One winter’s afternoon I walked her home. She confessed that she had a crush on my too. On that day, I woke up from a two year coma.

If ever I experienced a paradigm shift it was late in my matric year. I was a new person. I had a new found confidence and hope for school and my future (much of it has to do with my wife). Albeit a bit late, I started studying harder than ever.

I paid close attention in class and jotted down as many notes as possible. I made frequent visits to the library. The subject I spent most time on was mathematics. You may not believe what I tell you now but I actually made conscious decision to not pass Maths but to attain 100% on my Maths exam.

I started to love mathematics and solving problems. I think I was addicted to the whole act of trial and error.

(An interesting note: On one of these days while I was going through an old Maths exam paper, I had the television switched on to CNN. Suddenly, CNN was interrupted by some or other report that just came through. They switched over to a reporter who seemed unusually distressed. While he talked, he was pointing to two skyscrapers behind him. It seemed one of the buildings caught fire. But as he spoke, behind him, I noticed an aircraft flying directly to the buildings! The aircraft crashed into the second building. The camera shook, and the reporter started going wild. I couldn't believe what I was seeing. Little did I know I was witnessing the birth of a very controversial political driven war)

The day we wrote the Maths exam paper, I was so nervous I was trembling all over. Everyone else seemed relaxed and that made it worse because it meant they were prepared and I wasn’t. The past few weeks were a steady build up to this moment. I was imagining the worst things that could happen. “What if the question paper is filled with questions I don’t even know how to answer?

What if all my answers are wrong because I used the wrong methods to solve the problems? What if I go blank? When the teacher gave me my question-paper and answer sheet, I braced myself and hoped for the best.

It was a 3 hour question paper; I was done within an hour. What I felt at that moment I could not put into words. I had just written a Mathematics exam of which I was 100% sure I answered everything 100% correct.
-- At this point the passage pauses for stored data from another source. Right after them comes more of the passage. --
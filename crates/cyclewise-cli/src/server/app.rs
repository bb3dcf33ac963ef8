//! Axum application setup.

use std::future::Future;

use axum::{
    Router,
    extract::DefaultBodyLimit,
    routing::{get, post},
};
use tower_http::cors::{Any, CorsLayer};
use tracing::info;

use super::handlers;
use super::state::AppState;
use crate::web::static_handler;

/// Largest accepted upload.
const MAX_UPLOAD_BYTES: usize = 200 * 1024 * 1024;

/// Create the Axum router with all routes.
pub fn create_router(state: AppState) -> Router {
    // CORS configuration for local development
    let cors = CorsLayer::new()
        .allow_origin(Any)
        .allow_methods(Any)
        .allow_headers(Any);

    let api_routes = Router::new()
        // Dataset
        .route(
            "/upload",
            post(handlers::upload_dataset).layer(DefaultBodyLimit::max(MAX_UPLOAD_BYTES)),
        )
        .route("/summary", get(handlers::get_summary))
        .route("/data", get(handlers::get_data_preview))
        // Suggestions
        .route("/metrics", get(handlers::get_metric_ranges))
        .route("/suggestions", post(handlers::post_suggestions))
        // Session
        .route(
            "/session",
            get(handlers::get_session).delete(handlers::reset_session),
        );

    Router::new()
        .nest("/api", api_routes)
        .fallback(static_handler)
        .layer(cors)
        .with_state(state)
}

/// Start the web server and run until `shutdown` resolves.
pub async fn run_server<F>(
    state: AppState,
    port: u16,
    shutdown: F,
) -> Result<(), Box<dyn std::error::Error>>
where
    F: Future<Output = ()> + Send + 'static,
{
    let app = create_router(state);
    let addr = std::net::SocketAddr::from(([127, 0, 0, 1], port));

    let listener = tokio::net::TcpListener::bind(addr).await?;
    info!(%addr, "server listening");

    axum::serve(listener, app)
        .with_graceful_shutdown(shutdown)
        .await?;

    Ok(())
}

#[cfg(test)]
mod tests {
    use super::*;
    use axum::{
        body::{Body, to_bytes},
        http::{Method, Request, StatusCode},
    };
    use cyclewise::SessionContext;
    use serde_json::Value;
    use tower::ServiceExt;

    const CYCLE_LOG: &str = "cycle_length,sleep_hours,flow\n28,7,light\n30,,heavy\n,6,\n";

    fn router() -> Router {
        create_router(AppState::new(SessionContext::new()))
    }

    async fn send(app: &Router, method: Method, uri: &str, body: Body) -> (StatusCode, Value) {
        let request = Request::builder()
            .method(method)
            .uri(uri)
            .header("content-type", "application/json")
            .body(body)
            .unwrap();

        let response = app.clone().oneshot(request).await.unwrap();
        let status = response.status();
        let bytes = to_bytes(response.into_body(), usize::MAX).await.unwrap();
        let json = serde_json::from_slice(&bytes).unwrap_or(Value::Null);
        (status, json)
    }

    fn metrics_body(sleep: i64, stress: i64, exercise: i64) -> Body {
        Body::from(
            serde_json::json!({
                "cycle_length": 28,
                "bleeding_duration": 5,
                "sleep_hours": sleep,
                "stress_level": stress,
                "exercise_frequency": exercise,
            })
            .to_string(),
        )
    }

    #[tokio::test]
    async fn test_suggestions_without_upload_is_conflict() {
        let app = router();
        let (status, json) =
            send(&app, Method::POST, "/api/suggestions", metrics_body(8, 8, 4)).await;

        assert_eq!(status, StatusCode::CONFLICT);
        assert_eq!(json["message"], "Please upload a CSV file.");
    }

    #[tokio::test]
    async fn test_upload_then_suggest() {
        let app = router();
        let (status, summary) = send(
            &app,
            Method::POST,
            "/api/upload?filename=log.csv",
            Body::from(CYCLE_LOG),
        )
        .await;

        assert_eq!(status, StatusCode::OK);
        assert_eq!(summary["file"], "log.csv");
        assert_eq!(summary["rows"], 3);
        assert_eq!(summary["imputed_cells"], 3);

        let (status, json) =
            send(&app, Method::POST, "/api/suggestions", metrics_body(5, 5, 1)).await;
        assert_eq!(status, StatusCode::OK);
        assert_eq!(json["suggestions"].as_array().unwrap().len(), 2);
        assert_eq!(json["lines"][0], "Here are some suggestions for you:");
    }

    #[tokio::test]
    async fn test_no_rules_fired_renders_fallback_line() {
        let app = router();
        send(&app, Method::POST, "/api/upload", Body::from(CYCLE_LOG)).await;

        let (status, json) =
            send(&app, Method::POST, "/api/suggestions", metrics_body(8, 3, 5)).await;
        assert_eq!(status, StatusCode::OK);
        assert_eq!(json["lines"][0], "No specific suggestions at this time.");
    }

    #[tokio::test]
    async fn test_out_of_range_metric_is_bad_request() {
        let app = router();
        let (status, json) =
            send(&app, Method::POST, "/api/suggestions", metrics_body(13, 5, 1)).await;

        assert_eq!(status, StatusCode::BAD_REQUEST);
        assert_eq!(json["error"], "invalid_metric");
    }

    #[tokio::test]
    async fn test_malformed_metrics_body_is_bad_request() {
        let app = router();
        let (status, json) = send(
            &app,
            Method::POST,
            "/api/suggestions",
            Body::from(r#"{"cycle_length": 28}"#),
        )
        .await;

        assert_eq!(status, StatusCode::BAD_REQUEST);
        assert_eq!(json["error"], "bad_request");
    }

    #[tokio::test]
    async fn test_header_only_upload_clears_session() {
        let app = router();
        send(&app, Method::POST, "/api/upload", Body::from(CYCLE_LOG)).await;

        let (status, json) =
            send(&app, Method::POST, "/api/upload", Body::from("a,b\n")).await;
        assert_eq!(status, StatusCode::UNPROCESSABLE_ENTITY);
        assert_eq!(json["error"], "empty_dataset");

        let (status, _) = send(&app, Method::GET, "/api/data", Body::empty()).await;
        assert_eq!(status, StatusCode::CONFLICT);
    }

    #[tokio::test]
    async fn test_preview_and_reset() {
        let app = router();
        send(&app, Method::POST, "/api/upload", Body::from(CYCLE_LOG)).await;

        let (status, preview) = send(&app, Method::GET, "/api/data?limit=2", Body::empty()).await;
        assert_eq!(status, StatusCode::OK);
        assert_eq!(preview["rows"].as_array().unwrap().len(), 2);
        assert_eq!(preview["total_rows"], 3);
        assert_eq!(preview["truncated"], true);

        let (status, json) = send(&app, Method::DELETE, "/api/session", Body::empty()).await;
        assert_eq!(status, StatusCode::OK);
        assert_eq!(json["has_dataset"], false);

        let (status, _) = send(&app, Method::GET, "/api/summary", Body::empty()).await;
        assert_eq!(status, StatusCode::CONFLICT);
    }

    #[tokio::test]
    async fn test_metric_ranges() {
        let app = router();
        let (status, json) = send(&app, Method::GET, "/api/metrics", Body::empty()).await;

        assert_eq!(status, StatusCode::OK);
        let ranges = json["ranges"].as_array().unwrap();
        assert_eq!(ranges.len(), 5);
        assert_eq!(ranges[0]["field"], "cycle_length");
        assert_eq!(ranges[0]["min"], 21);
        assert_eq!(json["defaults"]["exercise_frequency"], 0);
    }

    #[tokio::test]
    async fn test_index_is_served() {
        let app = router();
        let request = Request::builder().uri("/").body(Body::empty()).unwrap();
        let response = app.oneshot(request).await.unwrap();

        assert_eq!(response.status(), StatusCode::OK);
        assert_eq!(response.headers()["content-type"], "text/html");
    }
}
More than that, I was the first one to put my pen down and close my answer sheet. 

This was the most important revelation in my life: Success favours hard work. I’ve never felt so liberated. Part of what I felt was because of how easy the exam was but the most of it was the realization that I can actually do anything I put my mind to.

I passed matric with a distinction in Mathematics.

Later, thanks to my Math results, I qualified to do a course in air traffic control. The course is extremely strenuous and requires a very steep learning curve. I passed each and every module and am employed by South Africa’s for-most air traffic control company. I intend to keep on developing. Years ago, I never would have thought my life would be the way it is.

What is the point of this article?, you might ask. The point is; no one is born into a perfect world. Regardless of your race, circumstances, whether your rich or poor, popular or not, ugly or handsome – Your will to succeed can surpass all obstacles. There’s a world beyond South Africa’s shortcomings and I’m willing to embrace it. I’m currently learning the primitive C++ programming language. Apparently, there are more advanced and more sufficient languages but if you master C++ you’d have mastered the essential elements.

I don’t have money or time to sign up with a professional institution but I also don’t need it. All I need is the bunch of PDF study material and tutorials I downloaded and the free open license application I’m practicing on. I don’t want a certificate, only a skill I think I can put to very good use.

I plan to develop an application that will greatly benefit both students and teachers in Mathematics.  It sounds like a pipe dream but if I persevere it might be a worthwhile contribution to the field of education. 

Finally, I want to congratulate the matriculents . . .matriculAnts? . . .GRADE12ERS, who passed matric. I know there is controversy surrounding the actual pass mark and the quality of education but I also trust that there are some who actually worked very hard and earned outstanding grades.

Neither here nor there, I wish each one all of the best because these are tomorrow’s leaders.